Output each entry in full so that the result matches the data exactly.

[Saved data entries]
··········

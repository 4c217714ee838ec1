//! Port traits abstracting artifact I/O away from the migration states.

use camino::Utf8Path;

/// File-system write operations.
///
/// Implementations create or truncate `path`. They must not create missing
/// parent directories: the output directory is the caller's responsibility.
pub trait WritePort {
    fn write_file(&self, path: &Utf8Path, contents: &[u8]) -> anyhow::Result<()>;
}
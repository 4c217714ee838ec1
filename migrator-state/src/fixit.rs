//! Migration states produced by applying compiler fix-its.

use crate::adapters::FsWritePort;
use crate::artifacts::{ArtifactRole, PrintReport, artifact_path, artifact_stem};
use crate::kind::MigrationKind;
use crate::ports::WritePort;
use crate::settings::DumpSettings;
use camino::Utf8Path;
use migrator_buffers::{BufferId, BufferStore};
use migrator_remap::render_remap;
use migrator_types::Replacement;
use std::sync::Arc;
use tracing::debug;

/// A step whose input and output both live in a shared [`BufferStore`].
///
/// The state holds only buffer handles. The store owns the text and must
/// keep both buffers registered for as long as the state is used.
#[derive(Debug, Clone)]
pub struct FixitMigrationState {
    store: Arc<BufferStore>,
    input: BufferId,
    output: BufferId,
    replacements: Vec<Replacement>,
}

impl FixitMigrationState {
    pub fn new(
        store: Arc<BufferStore>,
        input: BufferId,
        output: BufferId,
        replacements: Vec<Replacement>,
    ) -> Self {
        Self {
            store,
            input,
            output,
            replacements,
        }
    }

    /// The first state of a pipeline: nothing has been applied yet, so the
    /// output is the input buffer itself.
    pub fn start(store: Arc<BufferStore>, input: BufferId) -> Self {
        Self::new(store, input, input, Vec::new())
    }

    pub fn kind(&self) -> MigrationKind {
        MigrationKind::CompilerFixits
    }

    pub fn store(&self) -> &Arc<BufferStore> {
        &self.store
    }

    pub fn input_buffer_id(&self) -> BufferId {
        self.input
    }

    pub fn output_buffer_id(&self) -> BufferId {
        self.output
    }

    pub fn replacements(&self) -> &[Replacement] {
        &self.replacements
    }

    /// # Panics
    ///
    /// Panics if the input handle is not registered in the store.
    pub fn input_text(&self) -> String {
        self.store.entire_text(self.input)
    }

    /// # Panics
    ///
    /// Panics if the output handle is not registered in the store.
    pub fn output_text(&self) -> String {
        self.store.entire_text(self.output)
    }

    pub fn output_differs_from_input(&self) -> bool {
        self.input != self.output && self.input_text() != self.output_text()
    }

    pub fn no_changes_occurred(&self) -> bool {
        !self.output_differs_from_input()
    }

    /// Unified diff from input to output text. Empty when nothing changed.
    pub fn render_diff(&self) -> String {
        let before = self.input_text();
        let after = self.output_text();
        if before == after {
            return String::new();
        }

        let mut out = diffy::create_patch(&before, &after).to_string();
        if !out.ends_with('\n') {
            out.push('\n');
        }
        out
    }

    /// Write the input, output, and replacements artifacts into `out_dir`.
    ///
    /// Returns `true` if any of the three writes failed.
    pub fn print(&self, step_number: usize, out_dir: &Utf8Path) -> bool {
        self.print_with(step_number, out_dir, &DumpSettings::default(), &FsWritePort)
            .failed()
    }

    /// Like [`print`](Self::print), but with explicit settings and writer, and
    /// reporting the outcome of each artifact.
    ///
    /// All three writes are attempted regardless of earlier failures.
    pub fn print_with(
        &self,
        step_number: usize,
        out_dir: &Utf8Path,
        settings: &DumpSettings,
        writer: &dyn WritePort,
    ) -> PrintReport {
        let kind = self.kind();
        debug!(step = step_number, %kind, out_dir = %out_dir, "printing migration state");

        let mut report = PrintReport::new(step_number);
        for role in ArtifactRole::ALL {
            let (path, result) = match artifact_path(out_dir, step_number, kind, role, settings) {
                Ok(path) => {
                    let result = self
                        .render_artifact(role)
                        .and_then(|contents| writer.write_file(&path, contents.as_bytes()));
                    (path, result)
                }
                Err(err) => (artifact_stem(out_dir, step_number, kind, role), Err(err)),
            };
            report.record(role, path, result);
        }

        report
    }

    fn render_artifact(&self, role: ArtifactRole) -> anyhow::Result<String> {
        match role {
            ArtifactRole::Input => Ok(self.input_text()),
            ArtifactRole::Output => Ok(self.output_text()),
            ArtifactRole::Replacements => {
                // Offsets refer to the input buffer.
                let file = self.store.identifier(self.input);
                Ok(render_remap(Some(file.as_str()), &self.replacements)?)
            }
        }
    }
}
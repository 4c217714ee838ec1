pub mod remap_v1;

pub use remap_v1::RemapEntryV1;

/// Errors emitted while converting wire models to internal models.
#[derive(Debug, Clone, PartialEq, Eq)]
pub enum WireError {
    OffsetOverflow { field: &'static str },
    RangeOverflow { offset: u64, remove: u64 },
}

impl std::fmt::Display for WireError {
    fn fmt(&self, f: &mut std::fmt::Formatter<'_>) -> std::fmt::Result {
        match self {
            WireError::OffsetOverflow { field } => {
                write!(f, "remap field `{}` does not fit in usize", field)
            }
            WireError::RangeOverflow { offset, remove } => {
                write!(f, "remap range {}+{} does not fit in usize", offset, remove)
            }
        }
    }
}

impl std::error::Error for WireError {}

··········

**EXERCISE OUTPUT:**
repository 4c217714ee838ec1
//! Port traits abstracting artifact I/O away from the migration states.

use camino::Utf8Path;

/// File-system write operations.
///
/// Implementations create or truncate `path`. They must not create missing
/// parent directories: the output directory is the caller's responsibility.
pub trait WritePort {
    fn write_file(&self, path: &Utf8Path, contents: &[u8]) -> anyhow::Result<()>;
}
repository 4c217714ee838ec1
filename migrator-state/src/fixit.rs
//! Migration states produced by applying compiler fix-its.

use crate::adapters::FsWritePort;
use crate::artifacts::{ArtifactRole, PrintReport, artifact_path, artifact_stem};
use crate::kind::MigrationKind;
use crate::ports::WritePort;
use crate::settings::DumpSettings;
use camino::Utf8Path;
use migrator_buffers::{BufferId, BufferStore};
use migrator_remap::render_remap;
use migrator_types::Replacement;
use std::sync::Arc;
use tracing::debug;

/// A step whose input and output both live in a shared [`BufferStore`].
///
/// The state holds only buffer handles. The store owns the text and must
/// keep both buffers registered for as long as the state is used.
#[derive(Debug, Clone)]
pub struct FixitMigrationState {
    store: Arc<BufferStore>,
    input: BufferId,
    output: BufferId,
    replacements: Vec<Replacement>,
}

impl FixitMigrationState {
    pub fn new(
        store: Arc<BufferStore>,
        input: BufferId,
        output: BufferId,
        replacements: Vec<Replacement>,
    ) -> Self {
        Self {
            store,
            input,
            output,
            replacements,
        }
    }

    /// The first state of a pipeline: nothing has been applied yet, so the
    /// output is the input buffer itself.
    pub fn start(store: Arc<BufferStore>, input: BufferId) -> Self {
        Self::new(store, input, input, Vec::new())
    }

    pub fn kind(&self) -> MigrationKind {
        MigrationKind::CompilerFixits
    }

    pub fn store(&self) -> &Arc<BufferStore> {
        &self.store
    }

    pub fn input_buffer_id(&self) -> BufferId {
        self.input
    }

    pub fn output_buffer_id(&self) -> BufferId {
        self.output
    }

    pub fn replacements(&self) -> &[Replacement] {
        &self.replacements
    }

    /// # Panics
    ///
    /// Panics if the input handle is not registered in the store.
    pub fn input_text(&self) -> String {
        self.store.entire_text(self.input)
    }

    /// # Panics
    ///
    /// Panics if the output handle is not registered in the store.
    pub fn output_text(&self) -> String {
        self.store.entire_text(self.output)
    }

    pub fn output_differs_from_input(&self) -> bool {
        self.input != self.output && self.input_text() != self.output_text()
    }

    pub fn no_changes_occurred(&self) -> bool {
        !self.output_differs_from_input()
    }

    /// Unified diff from input to output text. Empty when nothing changed.
    pub fn render_diff(&self) -> String {
        let before = self.input_text();
        let after = self.output_text();
        if before == after {
            return String::new();
        }

        let mut out = diffy::create_patch(&before, &after).to_string();
        if !out.ends_with('\n') {
            out.push('\n');
        }
        out
    }

    /// Write the input, output, and replacements artifacts into `out_dir`.
    ///
    /// Returns `true` if any of the three writes failed.
    pub fn print(&self, step_number: usize, out_dir: &Utf8Path) -> bool {
        self.print_with(step_number, out_dir, &DumpSettings::default(), &FsWritePort)
            .failed()
    }

    /// Like [`print`](Self::print), but with explicit settings and writer, and
    /// reporting the outcome of each artifact.
    ///
    /// All three writes are attempted regardless of earlier failures.
    pub fn print_with(
        &self,
        step_number: usize,
        out_dir: &Utf8Path,
        settings: &DumpSettings,
        writer: &dyn WritePort,
    ) -> PrintReport {
        let kind = self.kind();
        debug!(step = step_number, %kind, out_dir = %out_dir, "printing migration state");

        let mut report = PrintReport::new(step_number);
        for role in ArtifactRole::ALL {
            let (path, result) = match artifact_path(out_dir, step_number, kind, role, settings) {
                Ok(path) => {
                    let result = self
                        .render_artifact(role)
                        .and_then(|contents| writer.write_file(&path, contents.as_bytes()));
                    (path, result)
                }
                Err(err) => (artifact_stem(out_dir, step_number, kind, role), Err(err)),
            };
            report.record(role, path, result);
        }

        report
    }

    fn render_artifact(&self, role: ArtifactRole) -> anyhow::Result<String> {
        match role {
            ArtifactRole::Input => Ok(self.input_text()),
            ArtifactRole::Output => Ok(self.output_text()),
            ArtifactRole::Replacements => {
                // Offsets refer to the input buffer.
                let file = self.store.identifier(self.input);
                Ok(render_remap(Some(file.as_str()), &self.replacements)?)
            }
        }
    }
}
repository 4c217714ee838ec1
pub mod remap_v1;

pub use remap_v1::RemapEntryV1;

/// Errors emitted while converting wire models to internal models.
#[derive(Debug, Clone, PartialEq, Eq)]
pub enum WireError {
    OffsetOverflow { field: &'static str },
    RangeOverflow { offset: u64, remove: u64 },
}

impl std::fmt::Display for WireError {
    fn fmt(&self, f: &mut std::fmt::Formatter<'_>) -> std::fmt::Result {
        match self {
            WireError::OffsetOverflow { field } => {
                write!(f, "remap field `{}` does not fit in usize", field)
            }
            WireError::RangeOverflow { offset, remove } => {
                write!(f, "remap range {}+{} does not fit in usize", offset, remove)
            }
        }
    }
}

impl std::error::Error for WireError {}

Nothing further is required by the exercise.